> [Exercise aim] Scan the material for the string "replacing" and copy out every line in which it occurs.

> [Input data]
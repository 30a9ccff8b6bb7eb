use chrono::{DateTime, Utc};
use serde::{Deserialize, Serialize};
use uuid::Uuid;
use validator::Validate;

use crate::domain::account::entities::User;
use crate::domain::catalog::entities::{Beer, Style};

/// Request for creating a user account
#[derive(Debug, Clone, Deserialize, Validate)]
pub struct CreateUserRequest {
  /// Login name
  #[validate(length(
    min = 2,
    max = 20,
    message = "Username must be between 2 and 20 characters"
  ))]
  pub username: String,

  /// Email address
  #[validate(email(message = "Invalid email format"))]
  pub email: String,

  /// Credential
  #[validate(length(
    min = 4,
    max = 128,
    message = "Password must be between 4 and 128 characters"
  ))]
  pub password: String,

  /// First name
  #[validate(length(
    min = 1,
    max = 64,
    message = "First name must be between 1 and 64 characters"
  ))]
  pub first_name: String,

  /// Last name
  #[validate(length(
    min = 1,
    max = 64,
    message = "Last name must be between 1 and 64 characters"
  ))]
  pub last_name: String,
}

/// Request for replacing an account's mutable fields. The username is not
/// part of the payload: it is fixed at creation time.
#[derive(Debug, Clone, Deserialize, Validate)]
pub struct UpdateUserRequest {
  /// Email address
  #[validate(email(message = "Invalid email format"))]
  pub email: String,

  /// Credential
  #[validate(length(
    min = 4,
    max = 128,
    message = "Password must be between 4 and 128 characters"
  ))]
  pub password: String,

  /// First name
  #[validate(length(
    min = 1,
    max = 64,
    message = "First name must be between 1 and 64 characters"
  ))]
  pub first_name: String,

  /// Last name
  #[validate(length(
    min = 1,
    max = 64,
    message = "Last name must be between 1 and 64 characters"
  ))]
  pub last_name: String,
}

/// Request for creating or replacing a beer
#[derive(Debug, Clone, Deserialize, Validate)]
pub struct BeerRequest {
  /// Beer name
  #[validate(length(
    min = 2,
    max = 64,
    message = "Name must be between 2 and 64 characters"
  ))]
  pub name: String,

  /// Alcohol by volume
  #[validate(range(min = 0.0, message = "Abv must not be negative"))]
  pub abv: f64,

  /// Identifier of an existing style
  pub style_id: Uuid,
}

/// Listing parameters for the beer query pipeline, from the query string
#[derive(Debug, Clone, Default, Deserialize)]
pub struct BeerListParams {
  pub name: Option<String>,
  pub min_abv: Option<f64>,
  pub max_abv: Option<f64>,
  pub style_id: Option<Uuid>,
  pub sort_by: Option<String>,
  pub sort_order: Option<String>,
}

/// User representation returned by the API. The stored credential never
/// leaves the service.
#[derive(Debug, Clone, Serialize)]
pub struct UserResponse {
  pub id: Uuid,
  pub username: String,
  pub email: String,
  pub first_name: String,
  pub last_name: String,
  pub is_admin: bool,
  pub created_at: DateTime<Utc>,
}

impl From<User> for UserResponse {
  fn from(user: User) -> Self {
    Self {
      id: user.id,
      username: user.username,
      email: user.email,
      first_name: user.first_name,
      last_name: user.last_name,
      is_admin: user.is_admin,
      created_at: user.created_at,
    }
  }
}

/// Beer representation returned by the API
#[derive(Debug, Clone, Serialize)]
pub struct BeerResponse {
  pub id: Uuid,
  pub name: String,
  pub abv: f64,
  pub style: StyleResponse,
  pub created_by: Uuid,
}

impl From<Beer> for BeerResponse {
  fn from(beer: Beer) -> Self {
    Self {
      id: beer.id,
      name: beer.name,
      abv: beer.abv,
      style: beer.style.into(),
      created_by: beer.created_by,
    }
  }
}

/// Style representation returned by the API
#[derive(Debug, Clone, Serialize)]
pub struct StyleResponse {
  pub id: Uuid,
  pub name: String,
}

impl From<Style> for StyleResponse {
  fn from(style: Style) -> Self {
    Self {
      id: style.id,
      name: style.name,
    }
  }
}

/// Standard error response
#[derive(Debug, Clone, Serialize)]
pub struct ErrorResponse {
  /// Error type/code
  pub error: String,

  /// Human-readable error message
  pub message: String,
}

#[cfg(test)]
mod tests {
  use super::*;

  fn valid_create_request() -> CreateUserRequest {
    CreateUserRequest {
      username: "alice".to_string(),
      email: "a@x.com".to_string(),
      password: "secret".to_string(),
      first_name: "Alice".to_string(),
      last_name: "Archer".to_string(),
    }
  }

  #[test]
  fn test_create_user_request_validation_valid() {
    assert!(valid_create_request().validate().is_ok());
  }

  #[test]
  fn test_create_user_request_validation_invalid_email() {
    let mut request = valid_create_request();
    request.email = "not-an-email".to_string();
    assert!(request.validate().is_err());
  }

  #[test]
  fn test_create_user_request_validation_short_username() {
    let mut request = valid_create_request();
    request.username = "a".to_string();
    assert!(request.validate().is_err());
  }

  #[test]
  fn test_beer_request_rejects_negative_abv() {
    let request = BeerRequest {
      name: "IPA".to_string(),
      abv: -0.5,
      style_id: Uuid::new_v4(),
    };
    assert!(request.validate().is_err());
  }

  #[test]
  fn test_beer_request_accepts_zero_abv() {
    let request = BeerRequest {
      name: "Alcohol-free".to_string(),
      abv: 0.0,
      style_id: Uuid::new_v4(),
    };
    assert!(request.validate().is_ok());
  }

  #[test]
  fn test_beer_list_params_fields_default_to_none() {
    let json = r#"{"name": "ipa"}"#;
    let params: BeerListParams = serde_json::from_str(json).unwrap();

    assert_eq!(params.name.as_deref(), Some("ipa"));
    assert!(params.min_abv.is_none());
    assert!(params.sort_by.is_none());
  }

  #[test]
  fn test_user_response_drops_password() {
    let user = User::new(
      "alice".to_string(),
      "a@x.com".to_string(),
      "secret".to_string(),
      "Alice".to_string(),
      "Archer".to_string(),
      false,
    );

    let response = UserResponse::from(user);
    let json = serde_json::to_value(&response).unwrap();
    assert!(json.get("password").is_none());
    assert_eq!(json["username"], "alice");
  }
}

> [Response to this task]
/// Request for replacing an account's mutable fields. The username is not
/// Request for creating or replacing a beer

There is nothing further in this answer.